What is RE in this context?

Reverse engineering

I've been messing with using Claude, Codex, and Kimi even for reverse engineering at https://decomp.dev/ it's a ton of fun. Great because matching bytes is a scoring function that's easy for the models to understand and make progress on.

I want to get into RE with AI. Which model you liking the most?

Mind sharing the use cases you're using IDA via MCP for?

This. People drastically underestimate how much more useful a lightning fast slightly dumb model is compared to a super smart but mega slow model is. Sure, u may need to bust out the beef now and then. However, the overwhelming majority of work the fast stupid model is a better fit.

Yes, it's becoming clear that OpenAI kinda sucks at alignment. GPT-5 can pass all the benchmarks but it just doesn't "feel good" like Claude or Gemini.

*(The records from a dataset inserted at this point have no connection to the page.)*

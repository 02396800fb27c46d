pub mod error;
pub mod lexer;
pub mod parser;

pub use error::{ErrorKind, ParseError};
pub use lexer::{tokenize, Lexer};
pub use parser::{parse, parse_tokens};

An alternative but similar formulation of that statement is that Anthropic has spent more training effort in getting the model to “feel good” rather than being correct on verifiable tasks. Which more or less tracks with my experience of using the model.

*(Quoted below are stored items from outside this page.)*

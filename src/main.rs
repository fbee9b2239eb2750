use iced::keyboard::{self, key::Named, Key};
use iced::widget::image::Handle;
use iced::widget::scrollable::AbsoluteOffset;
use iced::widget::{button, column, container, opaque, row, scrollable, text, Column, Stack};
use iced::{window, Alignment, Element, Length, Size, Subscription, Task, Theme};
use clap::Parser;
use rfd::FileDialog;
use std::path::PathBuf;
use tracing::{debug, error, info, warn};
use tracing_subscriber::EnvFilter;

mod config;
mod site;
mod state;
mod ui;

use config::{Cli, ViewerConfig, WINDOW_HEIGHT, WINDOW_WIDTH};
use site::resize::Thumbnail;
use site::Site;
use state::data::EntryId;
use state::lightbox::NavKey;
use state::page::{Effect, Page, PageEvent};
use state::swap::SwapToken;
use state::viewport::Viewport;
use ui::ImageStore;

/// Main application state
struct PortfolioViewer {
    config: ViewerConfig,
    /// Entries, lightbox and drawer
    page: Page,
    site: Option<Site>,
    images: ImageStore,
    /// Bumped by every site load request; only the latest may land
    load_request: u64,
    /// Bumped whenever the page is replaced. Thumbnail and image loads
    /// carry the generation they were issued under.
    generation: u64,
    /// Status message to display to the user
    status: String,
}

/// Application messages (events)
#[derive(Debug, Clone)]
enum Message {
    /// User clicked the "Open Site" button
    OpenSite,
    SiteLoaded(u64, Result<Site, String>),
    ThumbnailsReady(u64, EntryId, Result<Vec<(usize, Thumbnail)>, String>),
    Page(PageEvent),
    /// Sources for a carousel swap finished loading
    SwapLoaded(u64, EntryId, SwapToken, Vec<(String, Handle)>),
}

impl PortfolioViewer {
    fn new(config: ViewerConfig) -> (Self, Task<Message>) {
        let viewport = Viewport::new(WINDOW_WIDTH, config.breakpoint);
        let page = Page::new(Vec::new(), viewport, config.swipe_threshold);

        let mut viewer = PortfolioViewer {
            page,
            site: None,
            images: ImageStore::default(),
            load_request: 0,
            generation: 0,
            status: "Open a site folder to preview its portfolio.".to_string(),
            config,
        };

        let task = match viewer.config.site.clone() {
            Some(root) => viewer.load(root),
            None => Task::none(),
        };

        info!("🎨 Portfolio viewer initialized");
        (viewer, task)
    }

    fn title(&self) -> String {
        match &self.site {
            Some(site) => format!("Portfolio - {}", site.root.display()),
            None => "Portfolio".to_string(),
        }
    }

    fn load(&mut self, root: PathBuf) -> Task<Message> {
        self.status = format!("Loading {}...", root.display());
        self.load_request += 1;
        let request = self.load_request;
        Task::perform(site::load_site(root), move |result| {
            Message::SiteLoaded(request, result.map_err(|e| e.to_string()))
        })
    }

    /// Handle application messages and update state
    fn update(&mut self, message: Message) -> Task<Message> {
        match message {
            Message::OpenSite => {
                let folder = FileDialog::new()
                    .set_title("Select Site Folder")
                    .pick_folder();

                match folder {
                    Some(root) => self.load(root),
                    None => Task::none(),
                }
            }
            Message::SiteLoaded(request, _) if request != self.load_request => {
                debug!(request, "discarding superseded site load");
                Task::none()
            }
            Message::SiteLoaded(_, Ok(loaded)) => {
                self.generation += 1;
                let generation = self.generation;
                let viewport = Viewport::new(self.page.viewport().width(), self.config.breakpoint);
                self.page = Page::from_markup(
                    loaded.entries.clone(),
                    viewport,
                    self.config.swipe_threshold,
                    Some(self.config.thumbnail_width as f32),
                );
                self.images = ImageStore::new(loaded.root.clone());
                self.status = format!(
                    "✅ {} entries, loaded {}",
                    loaded.entries.len(),
                    loaded.loaded_at.format("%Y-%m-%d %H:%M:%S UTC")
                );

                let width = self.config.thumbnail_width;
                let thumbnails = self
                    .page
                    .entries()
                    .iter()
                    .enumerate()
                    .filter(|(_, entry)| entry.filmstrip().is_some())
                    .map(|(i, entry)| {
                        let id = EntryId(i);
                        Task::perform(
                            site::build_thumbnails(loaded.root.clone(), entry.images().to_vec(), width),
                            move |result| {
                                Message::ThumbnailsReady(
                                    generation,
                                    id,
                                    result.map_err(|e| e.to_string()),
                                )
                            },
                        )
                    })
                    .collect::<Vec<_>>();

                self.site = Some(loaded);
                Task::batch(thumbnails)
            }
            Message::SiteLoaded(_, Err(e)) => {
                error!("Failed to load site: {}", e);
                self.status = format!("⚠️  {}", e);
                Task::none()
            }
            Message::ThumbnailsReady(generation, ..) | Message::SwapLoaded(generation, ..)
                if generation != self.generation =>
            {
                debug!(generation, "discarding result from a replaced site");
                Task::none()
            }
            Message::ThumbnailsReady(_, id, Ok(thumbnails)) => {
                debug!(entry = id.0, count = thumbnails.len(), "thumbnails ready");
                for (index, thumb) in thumbnails {
                    self.images.insert_thumbnail(id, index, thumb);
                }
                Task::none()
            }
            Message::ThumbnailsReady(_, id, Err(e)) => {
                warn!("Thumbnails for entry {} failed: {}", id.0, e);
                Task::none()
            }
            Message::Page(event) => {
                let effects = self.page.handle(event);
                Task::batch(effects.into_iter().map(|effect| self.run(effect)))
            }
            Message::SwapLoaded(_, id, token, loaded) => {
                for (src, handle) in loaded {
                    self.images.insert(src, handle);
                }
                if !self.page.settle(id, token) {
                    debug!(entry = id.0, "discarding stale image swap");
                }
                Task::none()
            }
        }
    }

    fn run(&self, effect: Effect) -> Task<Message> {
        match effect {
            Effect::Swap {
                entry,
                token,
                sources,
            } => {
                let pending: Vec<String> = sources
                    .into_iter()
                    .filter(|src| !self.images.is_loaded(src))
                    .collect();

                let generation = self.generation;
                match self.images.root() {
                    Some(root) if !pending.is_empty() => Task::perform(
                        load_sources(root.to_path_buf(), pending),
                        move |loaded| Message::SwapLoaded(generation, entry, token, loaded),
                    ),
                    _ => Task::done(Message::SwapLoaded(generation, entry, token, Vec::new())),
                }
            }
            Effect::ScrollFilmstrip { entry, delta } => scrollable::scroll_by(
                ui::entry::filmstrip_id(entry),
                AbsoluteOffset { x: delta, y: 0.0 },
            ),
        }
    }

    /// Build the user interface
    fn view(&self) -> Element<'_, Message> {
        let viewport = self.page.viewport();

        let entries: Element<PageEvent> = if self.page.entries().is_empty() {
            container(text("No portfolio entries yet.").size(16))
                .center(Length::Fill)
                .into()
        } else {
            scrollable(Column::with_children(
                self.page.entries().iter().enumerate().map(|(i, entry)| {
                    ui::entry::view(EntryId(i), entry, viewport, &self.images)
                }),
            ))
            .height(Length::Fill)
            .into()
        };

        let title = self
            .site
            .as_ref()
            .and_then(|site| site.root.file_name())
            .and_then(|name| name.to_str())
            .unwrap_or("Portfolio");

        let mut layers: Vec<Element<PageEvent>> =
            vec![column![ui::nav::header(&self.page, title), entries].into()];

        // Overlays swallow input so the page underneath cannot scroll
        if self.page.scroll_locked() {
            if let Some(drawer) = ui::nav::drawer(&self.page) {
                layers.push(opaque(drawer));
            }
            if let Some(lightbox) =
                ui::lightbox::view(self.page.lightbox(), viewport, &self.images)
            {
                layers.push(opaque(lightbox));
            }
        }

        let page: Element<PageEvent> = Stack::with_children(layers)
            .width(Length::Fill)
            .height(Length::Fill)
            .into();

        let status_bar = row![
            button("Open Site").on_press(Message::OpenSite).padding(8),
            text(&self.status).size(14),
        ]
        .spacing(16)
        .padding(8)
        .align_y(Alignment::Center);

        column![page.map(Message::Page), status_bar].into()
    }

    fn subscription(&self) -> Subscription<Message> {
        Subscription::batch([
            window::resize_events()
                .map(|(_id, size)| Message::Page(PageEvent::Resized(size.width))),
            keyboard::on_key_press(key_message),
        ])
    }

    /// Set the application theme
    fn theme(&self) -> Theme {
        Theme::Dark
    }
}

fn key_message(key: Key, _modifiers: keyboard::Modifiers) -> Option<Message> {
    let key = match key.as_ref() {
        Key::Named(Named::Escape) => NavKey::Escape,
        Key::Named(Named::ArrowLeft) => NavKey::ArrowLeft,
        Key::Named(Named::ArrowRight) => NavKey::ArrowRight,
        _ => return None,
    };
    Some(Message::Page(PageEvent::Key(key)))
}

/// Read carousel sources from disk, dropping any that fail
async fn load_sources(root: PathBuf, sources: Vec<String>) -> Vec<(String, Handle)> {
    let mut loaded = Vec::with_capacity(sources.len());
    for src in sources {
        let path = site::metadata::resolve(&root, &src);
        match tokio::fs::read(&path).await {
            Ok(bytes) => loaded.push((src, Handle::from_bytes(bytes))),
            Err(e) => warn!("Could not load {}: {}", path.display(), e),
        }
    }
    loaded
}

fn main() -> iced::Result {
    tracing_subscriber::fmt()
        .with_env_filter(
            EnvFilter::try_from_default_env().unwrap_or_else(|_| EnvFilter::new("info")),
        )
        .init();

    let cli = Cli::parse();

    if let Some(image) = &cli.describe {
        let root = cli.site.clone().unwrap_or_else(|| PathBuf::from("."));
        println!("{}", site::metadata::image_description(&root, image));
        return Ok(());
    }

    let config = ViewerConfig::from(&cli);

    iced::application(
        PortfolioViewer::title,
        PortfolioViewer::update,
        PortfolioViewer::view,
    )
    .theme(PortfolioViewer::theme)
    .subscription(PortfolioViewer::subscription)
    .window_size(Size::new(WINDOW_WIDTH, WINDOW_HEIGHT))
    .centered()
    .run_with(move || PortfolioViewer::new(config))
}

Alignment is a subspace of capability. Feeling good is nice, but it's also a manifestation of the level that the model can predict what I do and don't want it to do. The more accurately it can predict my intentions without me having to spell them out explicitly in the prompt, the more helpful it is.

GPT-5 is good at benchmarks, but benchmarks are more forgiving of a misaligned model. Many real world tasks often don't require strong reasoning abilities or high intelligence, so much as the ability to understand what the task is with a minimal prompt.

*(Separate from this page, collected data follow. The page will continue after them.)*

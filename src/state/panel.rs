//! Expand/collapse panel
//!
//! Follows the owning entry's expanded flag. The content region and the
//! divider are both optional in the markup; whichever is missing is left
//! alone.

pub const READ_MORE: &str = "Read More";
pub const READ_LESS: &str = "Read Less";

#[derive(Debug, Clone, Copy, PartialEq, Eq)]
pub enum ContentHeight {
    /// Forced to zero
    Collapsed,
    /// The content's own scroll height
    Natural,
}

#[derive(Debug, Clone, Copy, PartialEq, Eq)]
pub enum DividerPosition {
    BeforeContent,
    AfterContent,
}

#[derive(Debug, Clone, PartialEq, Eq)]
pub struct ExpandPanel {
    content: Option<ContentHeight>,
    divider: Option<DividerPosition>,
    label: &'static str,
}

impl ExpandPanel {
    /// Collapsed panel. `has_content`/`has_divider` mirror the markup.
    pub fn new(has_content: bool, has_divider: bool) -> Self {
        Self {
            content: has_content.then_some(ContentHeight::Collapsed),
            divider: has_divider.then_some(DividerPosition::BeforeContent),
            label: READ_MORE,
        }
    }

    pub fn apply(&mut self, expanded: bool) {
        if let Some(height) = self.content.as_mut() {
            *height = if expanded {
                ContentHeight::Natural
            } else {
                ContentHeight::Collapsed
            };

            // The divider is positioned relative to the content node
            if let Some(divider) = self.divider.as_mut() {
                *divider = if expanded {
                    DividerPosition::AfterContent
                } else {
                    DividerPosition::BeforeContent
                };
            }
        }

        self.label = if expanded { READ_LESS } else { READ_MORE };
    }

    pub fn content_height(&self) -> Option<ContentHeight> {
        self.content
    }

    pub fn divider_position(&self) -> Option<DividerPosition> {
        self.divider
    }

    pub fn label(&self) -> &'static str {
        self.label
    }
}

Not every shop assistant needs a physics degree, and not every physics professor is necessarily qualified to be a shop assistant. A person, or LLM, can be very smart while at the same time very bad at understanding people.

For example, if GPT-5 takes my code and rearranges something for no reason, that's not going to affect its benchmarks because the code will still produce the same answers. But now I have to spend more time reviewing its output to make sure it hasn't done that. The more time I have to spend post-processing its output, the lower its capabilities are since the measurement of capability on real world tasks is often the amount of time saved.

Whenever I come back to ChatGPT after using Claude or Gemini for an extended period, I’m really struck by the “AI-ness.” All the verbal tics and, truly, sloppishness, have been trained away by the other, more human-feeling models at this point.

GPT was clearly changed after its sycophantic models lead to the lawsuits.

It still has a very ... plastic feeling. The way it writes feels cheap somehow. I don't know why, but Claude seems much more natural to me. I enjoy reading its writing a lot more.

That said, I'll often throw a prompt into both claude and chatgpt and read both answers. GPT is frequently smarter.

GPT is more accurate. But Claude has this way of association between things that seems smarter and more human to me.

This has been my experience. With very very rigid constraints it does ok, but without them it will optimize expediency and getting it done at the expense of integrating with the broader system.

My favorite example of this from last night:

Me: Let's figure out how to clone our company Wordpress theme in Hugo. Here're some tools you can use, here's a way to compare screenshots, iterate until 0% difference.

Codex: Okay Boss! I did the thing! I couldn't get the CSS to match so I just took PNGs of the original site and put them in place! Matches 100%!